++++ Records for this task ++++

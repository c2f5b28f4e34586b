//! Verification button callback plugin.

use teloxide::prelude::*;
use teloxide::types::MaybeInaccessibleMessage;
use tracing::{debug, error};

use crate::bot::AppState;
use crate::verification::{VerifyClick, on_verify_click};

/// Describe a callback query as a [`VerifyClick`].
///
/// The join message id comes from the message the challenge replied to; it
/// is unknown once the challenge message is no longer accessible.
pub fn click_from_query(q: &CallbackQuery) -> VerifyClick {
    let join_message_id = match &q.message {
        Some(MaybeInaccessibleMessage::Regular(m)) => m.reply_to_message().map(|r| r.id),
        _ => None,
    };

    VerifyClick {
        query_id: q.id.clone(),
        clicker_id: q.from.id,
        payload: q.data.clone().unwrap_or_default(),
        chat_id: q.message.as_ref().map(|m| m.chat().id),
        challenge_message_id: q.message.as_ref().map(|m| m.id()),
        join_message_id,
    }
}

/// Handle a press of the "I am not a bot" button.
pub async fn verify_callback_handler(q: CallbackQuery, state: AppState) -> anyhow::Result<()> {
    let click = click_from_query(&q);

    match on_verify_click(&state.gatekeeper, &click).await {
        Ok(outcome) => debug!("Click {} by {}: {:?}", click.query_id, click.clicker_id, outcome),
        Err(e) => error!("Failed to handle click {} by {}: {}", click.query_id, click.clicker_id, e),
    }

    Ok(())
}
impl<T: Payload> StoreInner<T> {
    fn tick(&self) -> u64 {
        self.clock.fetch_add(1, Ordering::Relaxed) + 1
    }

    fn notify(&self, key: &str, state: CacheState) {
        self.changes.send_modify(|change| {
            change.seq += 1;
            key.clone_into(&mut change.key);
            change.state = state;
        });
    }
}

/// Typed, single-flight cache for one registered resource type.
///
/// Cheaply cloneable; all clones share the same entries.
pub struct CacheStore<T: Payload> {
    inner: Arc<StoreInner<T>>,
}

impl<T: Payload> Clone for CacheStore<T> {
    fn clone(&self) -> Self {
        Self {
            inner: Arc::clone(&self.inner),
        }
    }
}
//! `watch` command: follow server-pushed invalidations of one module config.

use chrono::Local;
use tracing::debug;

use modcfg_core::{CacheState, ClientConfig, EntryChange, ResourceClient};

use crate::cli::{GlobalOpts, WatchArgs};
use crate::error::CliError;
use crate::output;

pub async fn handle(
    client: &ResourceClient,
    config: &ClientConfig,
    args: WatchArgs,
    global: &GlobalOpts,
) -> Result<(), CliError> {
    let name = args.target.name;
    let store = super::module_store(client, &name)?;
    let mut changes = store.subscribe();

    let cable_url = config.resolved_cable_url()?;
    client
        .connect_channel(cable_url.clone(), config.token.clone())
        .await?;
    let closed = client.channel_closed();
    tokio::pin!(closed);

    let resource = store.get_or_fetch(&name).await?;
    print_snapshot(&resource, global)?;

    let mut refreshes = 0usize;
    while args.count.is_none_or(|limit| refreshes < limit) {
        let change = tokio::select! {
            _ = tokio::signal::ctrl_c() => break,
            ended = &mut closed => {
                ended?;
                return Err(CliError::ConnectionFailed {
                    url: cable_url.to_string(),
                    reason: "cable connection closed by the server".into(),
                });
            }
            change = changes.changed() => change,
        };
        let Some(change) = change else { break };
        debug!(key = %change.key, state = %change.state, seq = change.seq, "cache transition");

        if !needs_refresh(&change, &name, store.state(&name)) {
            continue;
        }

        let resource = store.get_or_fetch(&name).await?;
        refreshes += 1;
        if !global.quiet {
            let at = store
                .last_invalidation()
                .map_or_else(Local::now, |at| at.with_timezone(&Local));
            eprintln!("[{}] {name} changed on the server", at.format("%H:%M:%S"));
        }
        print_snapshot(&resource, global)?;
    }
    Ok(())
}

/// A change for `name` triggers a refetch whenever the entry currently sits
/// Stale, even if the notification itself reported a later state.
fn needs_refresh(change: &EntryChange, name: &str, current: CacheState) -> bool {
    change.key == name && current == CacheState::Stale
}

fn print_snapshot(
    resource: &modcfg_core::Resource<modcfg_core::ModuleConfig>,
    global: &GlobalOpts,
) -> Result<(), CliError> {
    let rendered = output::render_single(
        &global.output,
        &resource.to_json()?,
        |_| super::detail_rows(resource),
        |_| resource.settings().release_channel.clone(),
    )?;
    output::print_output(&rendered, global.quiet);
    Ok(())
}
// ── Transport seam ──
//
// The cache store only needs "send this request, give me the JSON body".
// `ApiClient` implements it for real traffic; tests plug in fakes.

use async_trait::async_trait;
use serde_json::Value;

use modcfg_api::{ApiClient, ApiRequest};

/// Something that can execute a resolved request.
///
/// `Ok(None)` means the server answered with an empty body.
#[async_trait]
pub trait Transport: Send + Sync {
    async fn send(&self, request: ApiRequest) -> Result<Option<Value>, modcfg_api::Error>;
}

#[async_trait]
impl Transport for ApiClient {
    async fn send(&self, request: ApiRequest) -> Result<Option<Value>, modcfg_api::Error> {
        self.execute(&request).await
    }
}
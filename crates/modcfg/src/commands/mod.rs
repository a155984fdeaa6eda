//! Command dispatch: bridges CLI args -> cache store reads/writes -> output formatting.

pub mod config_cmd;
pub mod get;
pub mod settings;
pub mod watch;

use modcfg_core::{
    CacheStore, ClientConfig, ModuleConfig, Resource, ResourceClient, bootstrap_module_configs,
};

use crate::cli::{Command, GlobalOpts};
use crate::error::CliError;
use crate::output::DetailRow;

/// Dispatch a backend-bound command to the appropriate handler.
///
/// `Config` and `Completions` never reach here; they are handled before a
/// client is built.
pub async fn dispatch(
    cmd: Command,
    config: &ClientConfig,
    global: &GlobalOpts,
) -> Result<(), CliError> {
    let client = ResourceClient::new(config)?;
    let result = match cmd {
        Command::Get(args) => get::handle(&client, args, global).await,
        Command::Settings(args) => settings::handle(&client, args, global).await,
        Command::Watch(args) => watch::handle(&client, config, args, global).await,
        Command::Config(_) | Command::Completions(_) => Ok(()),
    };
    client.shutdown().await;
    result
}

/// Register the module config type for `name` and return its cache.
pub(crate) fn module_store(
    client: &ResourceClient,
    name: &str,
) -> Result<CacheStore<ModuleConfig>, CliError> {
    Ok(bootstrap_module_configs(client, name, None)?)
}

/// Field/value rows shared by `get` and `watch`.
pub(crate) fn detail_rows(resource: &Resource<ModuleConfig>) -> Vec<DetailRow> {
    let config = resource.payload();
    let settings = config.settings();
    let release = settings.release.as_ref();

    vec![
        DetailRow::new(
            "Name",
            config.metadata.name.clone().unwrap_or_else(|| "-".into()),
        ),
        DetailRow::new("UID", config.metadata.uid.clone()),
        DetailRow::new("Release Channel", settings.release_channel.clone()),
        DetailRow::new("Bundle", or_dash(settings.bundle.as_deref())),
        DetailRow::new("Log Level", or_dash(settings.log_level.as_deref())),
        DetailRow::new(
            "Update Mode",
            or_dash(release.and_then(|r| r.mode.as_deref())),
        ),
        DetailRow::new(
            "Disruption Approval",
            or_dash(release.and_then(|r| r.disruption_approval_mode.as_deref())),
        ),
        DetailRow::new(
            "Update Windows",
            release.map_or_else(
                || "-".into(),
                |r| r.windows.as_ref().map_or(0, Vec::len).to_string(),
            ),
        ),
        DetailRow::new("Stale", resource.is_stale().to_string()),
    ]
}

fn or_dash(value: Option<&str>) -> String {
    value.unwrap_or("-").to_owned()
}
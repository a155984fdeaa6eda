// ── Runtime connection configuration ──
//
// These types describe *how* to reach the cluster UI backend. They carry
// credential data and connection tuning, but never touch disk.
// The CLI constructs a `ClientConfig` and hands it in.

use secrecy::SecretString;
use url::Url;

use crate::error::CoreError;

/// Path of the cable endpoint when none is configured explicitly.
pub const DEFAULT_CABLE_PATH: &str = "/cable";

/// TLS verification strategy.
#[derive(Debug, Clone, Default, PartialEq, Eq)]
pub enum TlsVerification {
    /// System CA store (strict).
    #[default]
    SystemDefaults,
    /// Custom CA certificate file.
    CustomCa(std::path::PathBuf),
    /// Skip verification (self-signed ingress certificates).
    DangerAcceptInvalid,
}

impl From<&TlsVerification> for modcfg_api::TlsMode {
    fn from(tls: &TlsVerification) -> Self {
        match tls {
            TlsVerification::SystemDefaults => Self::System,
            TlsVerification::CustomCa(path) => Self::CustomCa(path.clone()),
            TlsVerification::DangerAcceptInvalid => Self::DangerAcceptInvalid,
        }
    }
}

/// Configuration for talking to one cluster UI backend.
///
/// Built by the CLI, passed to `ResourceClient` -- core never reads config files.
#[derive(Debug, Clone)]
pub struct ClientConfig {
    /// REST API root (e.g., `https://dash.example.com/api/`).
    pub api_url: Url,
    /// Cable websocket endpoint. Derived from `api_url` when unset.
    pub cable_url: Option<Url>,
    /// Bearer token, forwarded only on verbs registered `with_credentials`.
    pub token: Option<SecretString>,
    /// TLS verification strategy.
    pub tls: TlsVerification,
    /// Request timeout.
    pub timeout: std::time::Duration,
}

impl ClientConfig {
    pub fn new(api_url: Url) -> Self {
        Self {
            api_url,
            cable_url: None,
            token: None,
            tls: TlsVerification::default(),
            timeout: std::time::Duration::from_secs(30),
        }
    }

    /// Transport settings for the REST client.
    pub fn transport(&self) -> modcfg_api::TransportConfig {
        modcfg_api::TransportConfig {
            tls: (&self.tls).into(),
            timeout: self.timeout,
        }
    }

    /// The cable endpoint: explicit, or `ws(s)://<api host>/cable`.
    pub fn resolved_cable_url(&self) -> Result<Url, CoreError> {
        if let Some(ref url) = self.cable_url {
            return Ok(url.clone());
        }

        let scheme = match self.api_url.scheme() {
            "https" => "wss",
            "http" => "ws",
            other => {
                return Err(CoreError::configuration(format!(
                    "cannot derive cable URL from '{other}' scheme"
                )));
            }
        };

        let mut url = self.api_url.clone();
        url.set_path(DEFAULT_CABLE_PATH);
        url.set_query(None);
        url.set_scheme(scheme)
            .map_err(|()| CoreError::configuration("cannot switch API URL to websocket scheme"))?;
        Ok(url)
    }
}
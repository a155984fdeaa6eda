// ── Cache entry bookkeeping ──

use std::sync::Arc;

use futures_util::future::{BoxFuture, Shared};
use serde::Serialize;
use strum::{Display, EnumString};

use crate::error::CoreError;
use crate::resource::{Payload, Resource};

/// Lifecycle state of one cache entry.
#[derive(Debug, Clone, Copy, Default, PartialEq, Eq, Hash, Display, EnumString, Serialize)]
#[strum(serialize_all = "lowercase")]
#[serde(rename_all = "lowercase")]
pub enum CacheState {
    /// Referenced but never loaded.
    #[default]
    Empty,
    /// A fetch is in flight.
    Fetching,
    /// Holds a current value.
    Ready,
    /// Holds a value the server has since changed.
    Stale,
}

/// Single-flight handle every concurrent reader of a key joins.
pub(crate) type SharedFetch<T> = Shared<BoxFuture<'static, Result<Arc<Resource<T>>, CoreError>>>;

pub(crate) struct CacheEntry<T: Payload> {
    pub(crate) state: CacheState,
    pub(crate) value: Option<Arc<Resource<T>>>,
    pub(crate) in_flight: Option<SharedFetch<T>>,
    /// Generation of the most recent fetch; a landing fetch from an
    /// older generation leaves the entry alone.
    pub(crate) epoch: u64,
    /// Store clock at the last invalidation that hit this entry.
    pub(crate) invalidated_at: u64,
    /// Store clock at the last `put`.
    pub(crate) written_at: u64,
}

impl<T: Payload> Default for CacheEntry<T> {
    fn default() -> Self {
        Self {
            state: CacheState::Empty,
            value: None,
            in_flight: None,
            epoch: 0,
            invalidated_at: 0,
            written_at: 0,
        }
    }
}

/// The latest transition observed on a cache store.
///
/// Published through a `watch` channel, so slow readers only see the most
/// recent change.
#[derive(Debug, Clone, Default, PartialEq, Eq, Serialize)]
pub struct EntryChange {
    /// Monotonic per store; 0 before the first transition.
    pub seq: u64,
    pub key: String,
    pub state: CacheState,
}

++++

What to produce: Select all lines in the listing above where the word "ModuleConfig" appears, and show them.

Result of the exercise:
    resource: &modcfg_core::Resource<modcfg_core::ModuleConfig>,
    CacheStore, ClientConfig, ModuleConfig, Resource, ResourceClient, bootstrap_module_configs,
) -> Result<CacheStore<ModuleConfig>, CliError> {
pub(crate) fn detail_rows(resource: &Resource<ModuleConfig>) -> Vec<DetailRow> {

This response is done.